Identify every line in the records below that contains the word "undone", and reproduce each one.

++++ Source records

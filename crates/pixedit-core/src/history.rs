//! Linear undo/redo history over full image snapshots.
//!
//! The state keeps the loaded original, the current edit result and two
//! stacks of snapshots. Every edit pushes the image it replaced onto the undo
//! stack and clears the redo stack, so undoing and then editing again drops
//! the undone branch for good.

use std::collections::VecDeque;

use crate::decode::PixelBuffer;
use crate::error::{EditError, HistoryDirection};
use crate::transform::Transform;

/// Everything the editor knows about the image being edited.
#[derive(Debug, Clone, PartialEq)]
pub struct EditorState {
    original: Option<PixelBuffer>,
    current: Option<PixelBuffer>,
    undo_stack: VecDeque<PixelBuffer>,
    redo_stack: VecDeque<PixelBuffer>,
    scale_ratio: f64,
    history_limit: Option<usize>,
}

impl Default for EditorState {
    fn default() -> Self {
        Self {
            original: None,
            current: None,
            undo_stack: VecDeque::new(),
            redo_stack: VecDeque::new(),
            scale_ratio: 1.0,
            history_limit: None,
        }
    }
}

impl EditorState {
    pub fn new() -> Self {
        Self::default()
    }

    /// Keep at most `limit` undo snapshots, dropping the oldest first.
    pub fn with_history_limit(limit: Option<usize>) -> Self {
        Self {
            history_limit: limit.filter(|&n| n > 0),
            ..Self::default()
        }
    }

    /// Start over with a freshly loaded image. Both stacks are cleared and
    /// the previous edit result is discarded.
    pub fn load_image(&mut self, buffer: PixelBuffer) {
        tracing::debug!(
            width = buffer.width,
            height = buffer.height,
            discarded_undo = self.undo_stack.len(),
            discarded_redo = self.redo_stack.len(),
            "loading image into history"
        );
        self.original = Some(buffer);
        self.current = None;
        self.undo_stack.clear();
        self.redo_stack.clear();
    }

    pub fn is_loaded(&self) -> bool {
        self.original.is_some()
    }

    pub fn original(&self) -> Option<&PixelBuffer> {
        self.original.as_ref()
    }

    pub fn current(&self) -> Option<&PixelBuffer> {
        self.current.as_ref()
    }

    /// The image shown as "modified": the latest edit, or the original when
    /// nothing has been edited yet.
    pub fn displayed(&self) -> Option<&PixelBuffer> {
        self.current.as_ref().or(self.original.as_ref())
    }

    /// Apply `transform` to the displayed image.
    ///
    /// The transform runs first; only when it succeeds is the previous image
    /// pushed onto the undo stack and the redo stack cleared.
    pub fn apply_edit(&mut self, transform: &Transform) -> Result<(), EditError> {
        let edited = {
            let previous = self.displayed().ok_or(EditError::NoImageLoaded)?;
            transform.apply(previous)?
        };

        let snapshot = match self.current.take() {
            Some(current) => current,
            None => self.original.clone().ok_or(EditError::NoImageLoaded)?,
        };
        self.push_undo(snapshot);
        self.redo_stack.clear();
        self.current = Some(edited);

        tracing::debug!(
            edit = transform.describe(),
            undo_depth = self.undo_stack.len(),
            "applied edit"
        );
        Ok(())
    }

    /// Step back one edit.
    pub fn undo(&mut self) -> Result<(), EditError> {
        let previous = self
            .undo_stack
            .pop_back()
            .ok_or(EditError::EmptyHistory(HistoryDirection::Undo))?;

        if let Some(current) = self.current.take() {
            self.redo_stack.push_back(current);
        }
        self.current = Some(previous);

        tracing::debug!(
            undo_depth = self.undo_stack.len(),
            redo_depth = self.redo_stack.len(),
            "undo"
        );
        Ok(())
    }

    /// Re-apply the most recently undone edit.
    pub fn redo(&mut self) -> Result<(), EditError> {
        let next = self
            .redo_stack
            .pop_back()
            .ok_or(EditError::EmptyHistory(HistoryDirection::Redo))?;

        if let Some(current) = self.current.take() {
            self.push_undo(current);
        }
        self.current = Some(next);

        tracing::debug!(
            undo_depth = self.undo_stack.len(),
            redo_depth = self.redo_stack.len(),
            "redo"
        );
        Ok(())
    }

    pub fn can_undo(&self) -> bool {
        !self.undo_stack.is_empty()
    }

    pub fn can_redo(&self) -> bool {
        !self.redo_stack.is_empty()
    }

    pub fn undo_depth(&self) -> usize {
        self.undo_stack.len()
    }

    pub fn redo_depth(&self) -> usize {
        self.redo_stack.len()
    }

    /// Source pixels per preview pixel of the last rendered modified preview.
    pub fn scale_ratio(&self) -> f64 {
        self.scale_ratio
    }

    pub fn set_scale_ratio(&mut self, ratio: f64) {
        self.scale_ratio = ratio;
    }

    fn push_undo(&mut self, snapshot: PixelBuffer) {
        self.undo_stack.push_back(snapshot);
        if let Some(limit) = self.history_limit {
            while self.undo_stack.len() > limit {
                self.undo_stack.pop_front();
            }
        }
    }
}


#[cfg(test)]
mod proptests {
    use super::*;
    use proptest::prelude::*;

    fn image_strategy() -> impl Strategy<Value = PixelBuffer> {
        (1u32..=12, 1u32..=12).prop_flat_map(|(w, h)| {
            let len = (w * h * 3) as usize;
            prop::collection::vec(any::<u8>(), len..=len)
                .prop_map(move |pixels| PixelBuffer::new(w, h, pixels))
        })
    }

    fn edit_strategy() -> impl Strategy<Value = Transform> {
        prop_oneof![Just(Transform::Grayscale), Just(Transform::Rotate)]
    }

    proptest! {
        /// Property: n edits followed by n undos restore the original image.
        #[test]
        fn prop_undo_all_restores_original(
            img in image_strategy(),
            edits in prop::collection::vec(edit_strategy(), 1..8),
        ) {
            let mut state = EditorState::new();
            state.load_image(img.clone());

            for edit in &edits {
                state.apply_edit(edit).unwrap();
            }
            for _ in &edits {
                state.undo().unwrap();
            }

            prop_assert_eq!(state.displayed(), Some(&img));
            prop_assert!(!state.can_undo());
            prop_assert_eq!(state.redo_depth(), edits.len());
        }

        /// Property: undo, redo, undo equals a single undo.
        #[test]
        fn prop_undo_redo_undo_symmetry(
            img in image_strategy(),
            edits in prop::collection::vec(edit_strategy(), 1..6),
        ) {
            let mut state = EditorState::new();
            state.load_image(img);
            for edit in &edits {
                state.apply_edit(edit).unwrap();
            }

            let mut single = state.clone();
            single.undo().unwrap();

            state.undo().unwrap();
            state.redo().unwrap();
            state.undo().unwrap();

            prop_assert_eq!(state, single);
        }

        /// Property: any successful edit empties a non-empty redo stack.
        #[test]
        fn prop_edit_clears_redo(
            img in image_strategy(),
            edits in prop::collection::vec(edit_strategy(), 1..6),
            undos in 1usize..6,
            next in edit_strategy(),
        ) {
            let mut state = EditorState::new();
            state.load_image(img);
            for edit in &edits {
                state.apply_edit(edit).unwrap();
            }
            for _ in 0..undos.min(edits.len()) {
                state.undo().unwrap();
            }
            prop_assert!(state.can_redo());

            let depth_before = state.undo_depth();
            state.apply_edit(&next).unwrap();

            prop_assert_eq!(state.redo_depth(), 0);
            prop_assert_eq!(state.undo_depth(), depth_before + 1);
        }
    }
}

++++++++

> _Solution to the exercise_:
//! the undone branch for good.
    /// Re-apply the most recently undone edit.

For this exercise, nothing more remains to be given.